Urinary symptoms, such as dysuria, urinary urgency, frequency, and suprapubic pain, are frequent complaints made in the emergency department (ED; M. D. Wilbanks, J. W. Galbraith, & W. M. Geisler, 2014). Although it is easy to relate urinary symptoms with a urinary tract infection (UTI), both UTI and sexually transmitted disease (STD) can share same urinary symptoms that mask each other from detection. It presents challenges for ED clinicians to precisely distinguish between two infections, causing misdiagnosis and mistreatment, resulting in patient morbidity and high health care costs. Clinician adherence to clinical guidelines for the treatment of urinary symptoms with presumed STD remains inconsistent in terms of culturing urine to rule out UTI but not for chlamydial and gonorrheal infections.

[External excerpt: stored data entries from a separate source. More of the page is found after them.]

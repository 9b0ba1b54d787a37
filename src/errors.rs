//! Cowabunga Error Handling
//!
//! A single error type for every stage of the front end. The *what* lives in
//! [`ErrorKind`], the *where* in [`SourceInfo`], the *how to help* in
//! [`DiagnosticInfo`]. Errors are created through [`ErrorReporting`] so that
//! the source and the error code are always filled in consistently.

use miette::{Diagnostic, LabeledSpan, NamedSource, SourceSpan};
use std::fmt;
use std::sync::Arc;
use thiserror::Error;

use crate::syntax::Span;

// ============================================================================
// SOURCE CONTEXT - Error reporting infrastructure
// ============================================================================

/// Source text and its display name, used to render file/line/column in diagnostics.
#[derive(Debug, Clone)]
pub struct SourceContext {
    pub name: String,
    pub content: String,
}

impl SourceContext {
    /// Create a source context from real file content.
    pub fn from_file(name: impl Into<String>, content: impl Into<String>) -> Self {
        Self {
            name: name.into(),
            content: content.into(),
        }
    }

    /// Create a fallback when real source is unavailable.
    pub fn fallback(context: &str) -> Self {
        Self {
            name: "fallback".to_string(),
            content: format!("# {}", context),
        }
    }

    /// Convert to NamedSource for use with miette error reporting
    pub fn to_named_source(&self) -> Arc<NamedSource<String>> {
        Arc::new(NamedSource::new(self.name.clone(), self.content.clone()))
    }
}

impl Default for SourceContext {
    fn default() -> Self {
        Self::fallback("default context")
    }
}

// ============================================================================
// ERROR TYPES
// ============================================================================

/// The single error type for the front end.
#[derive(Debug)]
pub struct CowabungaError {
    /// What went wrong
    pub kind: ErrorKind,
    /// Where it happened
    pub source_info: SourceInfo,
    /// How to help
    pub diagnostic_info: DiagnosticInfo,
}

/// All error kinds produced by the front end.
#[derive(Debug, Clone, PartialEq, Eq, Error)]
pub enum ErrorKind {
    // Lexing
    #[error("unknown token '{lexeme}'")]
    UnknownToken { lexeme: String },
    #[error("integral number '{value}' is out of range")]
    InvalidLiteral { value: String },

    // Grammar engine
    #[error("expected {expected}, found '{found}'")]
    UnexpectedToken { expected: String, found: String },
    #[error("expected {expected}, found EOF")]
    UnexpectedEof { expected: String },
    #[error("expected EOF, found '{found}'")]
    ExpectedEof { found: String },
    #[error("no grammar rule expands {symbol}")]
    NoRules { symbol: String },

    // Expression builder
    #[error("empty expression")]
    EmptyExpression,
    #[error("missing {side} operand of '{operator}'")]
    MissingOperand { operator: String, side: String },
    #[error("unbalanced parentheses")]
    UnbalancedParentheses,
    #[error("operator '{operator}' is missing from the operator table")]
    UnknownOperator { operator: String },

    // Configuration and files
    #[error("invalid configuration: {message}")]
    InvalidConfig { message: String },
    #[error("cannot read '{path}': {message}")]
    Io { path: String, message: String },
}

/// Broad classification used by tests and the CLI.
#[derive(Debug, Clone, Copy, PartialEq, Eq)]
pub enum ErrorCategory {
    Lex,
    Grammar,
    Expression,
    Config,
    Io,
}

/// Context-specific source information
#[derive(Debug, Clone)]
pub struct SourceInfo {
    pub source: Arc<NamedSource<String>>,
    pub primary_span: SourceSpan,
    pub phase: String,
}

/// Diagnostic enhancement data
#[derive(Debug, Clone)]
pub struct DiagnosticInfo {
    pub help: Option<String>,
    pub error_code: String,
}

impl ErrorKind {
    /// Get the error category for test assertions
    pub fn category(&self) -> ErrorCategory {
        match self {
            Self::UnknownToken { .. } | Self::InvalidLiteral { .. } => ErrorCategory::Lex,

            Self::UnexpectedToken { .. }
            | Self::UnexpectedEof { .. }
            | Self::ExpectedEof { .. }
            | Self::NoRules { .. } => ErrorCategory::Grammar,

            Self::EmptyExpression
            | Self::MissingOperand { .. }
            | Self::UnbalancedParentheses
            | Self::UnknownOperator { .. } => ErrorCategory::Expression,

            Self::InvalidConfig { .. } => ErrorCategory::Config,
            Self::Io { .. } => ErrorCategory::Io,
        }
    }

    /// Error code suffix for diagnostic codes
    pub const fn code_suffix(&self) -> &'static str {
        match self {
            Self::UnknownToken { .. } => "unknown_token",
            Self::InvalidLiteral { .. } => "invalid_literal",
            Self::UnexpectedToken { .. } => "unexpected_token",
            Self::UnexpectedEof { .. } => "unexpected_eof",
            Self::ExpectedEof { .. } => "expected_eof",
            Self::NoRules { .. } => "no_rules",
            Self::EmptyExpression => "empty_expression",
            Self::MissingOperand { .. } => "missing_operand",
            Self::UnbalancedParentheses => "unbalanced_parentheses",
            Self::UnknownOperator { .. } => "unknown_operator",
            Self::InvalidConfig { .. } => "invalid_config",
            Self::Io { .. } => "io",
        }
    }

    fn primary_label(&self) -> &'static str {
        match self {
            Self::UnknownToken { .. } => "not a token",
            Self::InvalidLiteral { .. } => "invalid literal",
            Self::UnexpectedToken { .. } => "unexpected token",
            Self::UnexpectedEof { .. } => "input ends here",
            Self::ExpectedEof { .. } => "trailing input",
            Self::NoRules { .. } => "no rule applies",
            Self::EmptyExpression => "empty expression",
            Self::MissingOperand { .. } => "operand missing",
            Self::UnbalancedParentheses => "unbalanced here",
            Self::UnknownOperator { .. } => "unknown operator",
            Self::InvalidConfig { .. } => "invalid configuration",
            Self::Io { .. } => "io failure",
        }
    }
}

impl CowabungaError {
    pub fn category(&self) -> ErrorCategory {
        self.kind.category()
    }

    /// Attach a help message.
    pub fn with_help(mut self, help: impl Into<String>) -> Self {
        self.diagnostic_info.help = Some(help.into());
        self
    }
}

impl std::error::Error for CowabungaError {}

impl fmt::Display for CowabungaError {
    fn fmt(&self, f: &mut fmt::Formatter<'_>) -> fmt::Result {
        write!(f, "{} error: {}", self.source_info.phase, self.kind)
    }
}

impl Diagnostic for CowabungaError {
    fn code<'a>(&'a self) -> Option<Box<dyn fmt::Display + 'a>> {
        Some(Box::new(&self.diagnostic_info.error_code))
    }

    fn help<'a>(&'a self) -> Option<Box<dyn fmt::Display + 'a>> {
        self.diagnostic_info
            .help
            .as_ref()
            .map(|h| Box::new(h) as Box<dyn fmt::Display + 'a>)
    }

    fn labels(&self) -> Option<Box<dyn Iterator<Item = LabeledSpan> + '_>> {
        let labels = vec![LabeledSpan::new_with_span(
            Some(self.kind.primary_label().to_string()),
            self.source_info.primary_span,
        )];
        Some(Box::new(labels.into_iter()))
    }

    fn source_code(&self) -> Option<&dyn miette::SourceCode> {
        Some(&*self.source_info.source)
    }
}

// ============================================================================
// ERROR CREATION
// ============================================================================

/// Context-aware error creation
pub trait ErrorReporting {
    /// Create an error located at `span`.
    fn report(&self, kind: ErrorKind, span: SourceSpan) -> CowabungaError;
}

/// General-purpose reporting context: a source plus the pipeline phase name.
#[derive(Debug, Clone)]
pub struct ParseContext {
    pub source: SourceContext,
    pub phase: String,
}

impl ParseContext {
    pub fn new(source: SourceContext, phase: impl Into<String>) -> Self {
        Self {
            source,
            phase: phase.into(),
        }
    }

    /// Same source, different phase.
    pub fn for_phase(&self, phase: impl Into<String>) -> Self {
        Self::new(self.source.clone(), phase)
    }
}

impl ErrorReporting for ParseContext {
    fn report(&self, kind: ErrorKind, span: SourceSpan) -> CowabungaError {
        let error_code = format!("cowabunga::{}::{}", self.phase, kind.code_suffix());

        CowabungaError {
            kind,
            source_info: SourceInfo {
                source: self.source.to_named_source(),
                primary_span: span,
                phase: self.phase.clone(),
            },
            diagnostic_info: DiagnosticInfo {
                help: None,
                error_code,
            },
        }
    }
}

/// Placeholder span for errors that are not tied to a source location.
pub fn unspanned() -> SourceSpan {
    SourceSpan::from(0..0)
}

/// Converts a token [`Span`] to a miette `SourceSpan`.
pub fn to_source_span(span: Span) -> SourceSpan {
    SourceSpan::from(span.start..span.end)
}

/// Prints an error with full miette diagnostics to stderr.
pub fn print_error(error: CowabungaError) {
    use miette::Report;
    let report = Report::new(error);
    eprintln!("{report:?}");
}
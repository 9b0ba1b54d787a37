//! Leftmost-derivation search with copy-on-fork candidates.
//!
//! Each [`ParseNode`] is one partial derivation. Forking clones the node, so
//! branches never observe each other. Rule actions are not run during the
//! search; the winning node's trace is replayed once the whole input has been
//! derived.

use tracing::{debug, trace};

use crate::errors::{unspanned, CowabungaError, ErrorKind, ErrorReporting};
use crate::grammar::rule::{default_error, GrammarRule, ParseFailure};
use crate::grammar::symbol::Symbol;
use crate::syntax::{Span, Token};

// ============================================================================
// GRAMMAR
// ============================================================================

/// A start symbol and its rule table, sorted by left-hand side id.
pub struct Grammar<C> {
    rules: Vec<Box<dyn GrammarRule<C>>>,
    start: Symbol,
}

impl<C> Grammar<C> {
    pub fn new(start: Symbol) -> Self {
        Self {
            rules: Vec::new(),
            start,
        }
    }

    /// Adds a rule after any existing rules with the same left-hand side, so
    /// alternatives keep their insertion order within a slice.
    pub fn add_rule(mut self, rule: impl GrammarRule<C> + 'static) -> Self {
        let id = rule.lhs().id;
        let at = self.rules.partition_point(|r| r.lhs().id <= id);
        self.rules.insert(at, Box::new(rule));
        self
    }

    pub fn rules(&self) -> impl Iterator<Item = &dyn GrammarRule<C>> {
        self.rules.iter().map(|r| r.as_ref())
    }

    /// Half-open index range of the rules expanding `nonterminal`.
    fn rules_for(&self, nonterminal: Symbol) -> std::ops::Range<usize> {
        let begin = self.rules.partition_point(|r| r.lhs().id < nonterminal.id);
        let end = self
            .rules
            .partition_point(|r| r.lhs().id < nonterminal.id + 1);
        begin..end
    }

    /// Derives `tokens` from the start symbol.
    ///
    /// On success every rule of the accepted derivation has been applied to
    /// `ctx` exactly once, innermost first. On failure `ctx` is untouched and
    /// the error comes from the hook of the rule that owned the furthest
    /// failure. An empty token range is accepted without running any action.
    pub fn parse(
        &self,
        tokens: &[Token],
        ctx: &mut C,
        reporter: &dyn ErrorReporting,
    ) -> Result<(), CowabungaError> {
        if tokens.is_empty() {
            return Ok(());
        }
        debug!(start = %self.start, tokens = tokens.len(), rules = self.rules.len(), "grammar parse");

        let mut worklist = vec![ParseNode::new(self.start)];
        let mut furthest: Option<Candidate> = None;
        let mut explored = 0usize;

        while let Some(mut node) = worklist.pop() {
            explored += 1;
            if !node.consume_terminals(tokens) {
                record_failure(&mut furthest, &node, tokens);
                continue;
            }
            if node.is_complete(tokens) {
                debug!(explored, "grammar parse accepted");
                self.replay(&node, tokens, ctx);
                return Ok(());
            }
            let Some(top) = node.symbols.last().copied() else {
                continue;
            };
            let alternatives = self.rules_for(top);
            if alternatives.is_empty() {
                trace!(symbol = %top, "no rule expands symbol");
                record_failure(&mut furthest, &node, tokens);
                continue;
            }
            for index in alternatives {
                let rule = &self.rules[index];
                trace!(rule = %rule.name(), cursor = node.cursor, "expand");
                let mut branch = node.clone();
                branch.apply_rule(index, rule.rhs());
                worklist.push(branch);
            }
        }

        let Some(candidate) = furthest else {
            return Err(reporter.report(
                ErrorKind::NoRules {
                    symbol: self.start.to_string(),
                },
                unspanned(),
            ));
        };
        debug!(
            explored,
            position = candidate.failure.position,
            eof_found = candidate.failure.eof_found,
            eof_expected = candidate.failure.eof_expected,
            "grammar parse rejected"
        );
        Err(match candidate.rule {
            Some(index) => self.rules[index].produce_error(&candidate.failure, reporter),
            None => default_error(&candidate.failure, reporter, |s| s.to_string()),
        })
    }

    fn replay(&self, node: &ParseNode, tokens: &[Token], ctx: &mut C) {
        for &(index, position) in node.trace.iter().rev() {
            self.rules[index].apply(ctx, &tokens[position]);
        }
    }
}

// ============================================================================
// SEARCH STATE
// ============================================================================

/// One candidate derivation.
#[derive(Debug, Clone)]
struct ParseNode {
    cursor: usize,
    /// Pending symbols; the last element is the next one to satisfy.
    symbols: Vec<Symbol>,
    /// Open rule applications and how many of their symbols are still pending.
    /// `None` owns the start symbol.
    arity: Vec<(Option<usize>, usize)>,
    /// `(rule index, cursor)` in the order rules were applied.
    trace: Vec<(usize, usize)>,
    /// Rule owning the most recently resolved symbol.
    latest_rule: Option<usize>,
}

impl ParseNode {
    fn new(start: Symbol) -> Self {
        Self {
            cursor: 0,
            symbols: vec![start],
            arity: vec![(None, 1)],
            trace: Vec::new(),
            latest_rule: None,
        }
    }

    /// Matches leading terminals against the input. Returns false if this
    /// node is dead: a mismatch, or exactly one of stack and input exhausted.
    fn consume_terminals(&mut self, tokens: &[Token]) -> bool {
        while let (Some(top), Some(token)) = (self.symbols.last().copied(), tokens.get(self.cursor)) {
            if !top.is_terminal() {
                break;
            }
            if top.id != token.id {
                return false;
            }
            self.symbols.pop();
            self.resolve_symbol();
            self.cursor += 1;
        }
        self.symbols.is_empty() == self.input_exhausted(tokens)
    }

    fn is_complete(&self, tokens: &[Token]) -> bool {
        self.symbols.is_empty() && self.input_exhausted(tokens)
    }

    fn input_exhausted(&self, tokens: &[Token]) -> bool {
        self.cursor >= tokens.len()
    }

    fn resolve_symbol(&mut self) {
        if let Some((owner, remaining)) = self.arity.last_mut() {
            *remaining -= 1;
            self.latest_rule = *owner;
            if *remaining == 0 {
                self.arity.pop();
            }
        }
    }

    fn apply_rule(&mut self, index: usize, rhs: &[Symbol]) {
        self.symbols.pop();
        self.resolve_symbol();
        self.trace.push((index, self.cursor));
        if rhs.is_empty() {
            self.latest_rule = Some(index);
        } else {
            self.arity.push((Some(index), rhs.len()));
        }
        self.symbols.extend(rhs.iter().rev().copied());
    }

    /// The rule whose pending symbols failed, or the last one that made progress.
    fn owner(&self) -> Option<usize> {
        self.arity
            .last()
            .and_then(|(owner, _)| *owner)
            .or(self.latest_rule)
    }
}

struct Candidate {
    rule: Option<usize>,
    failure: ParseFailure,
}

/// Keeps the dead node that got furthest; ties keep the earlier one.
fn record_failure(furthest: &mut Option<Candidate>, node: &ParseNode, tokens: &[Token]) {
    if furthest
        .as_ref()
        .is_some_and(|best| node.cursor <= best.failure.position)
    {
        return;
    }
    let eof_expected = node.symbols.is_empty();
    let eof_found = !eof_expected && node.input_exhausted(tokens);
    let found = tokens.get(node.cursor).cloned();
    let span = match &found {
        Some(token) => token.span,
        None => tokens
            .last()
            .map(|t| Span::new(t.span.end, t.span.end))
            .unwrap_or_default(),
    };
    trace!(cursor = node.cursor, eof_found, eof_expected, "failure candidate");
    *furthest = Some(Candidate {
        rule: node.owner(),
        failure: ParseFailure {
            position: node.cursor,
            expected: node.symbols.last().copied(),
            found,
            span,
            eof_found,
            eof_expected,
        },
    });
}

Given the increasing prevalence of gonorrheal and chlamydial infections, an evidence-based education on STD-screening guideline among clinicians was implemented. A retrospective chart was reviewed before and after the implementation to compare improvement on STD screening among young adults with urinary complaints in the ED. When education was given to the clinicians, more patients with urinary symptoms were screened for chlamydia and gonorrhea (p <= 0.001) and more chlamydial and gonorrheal infections were detected (p = 0.042). Patients with a positive STD had concurrent positive urine cultures, which shows that patients can have both a UTI and an STD at the same time and urinary symptoms are imprecise in distinguishing between the two. An ongoing STD-screening education is essential in ensuring successful detection, treatment, and prevention of transmission.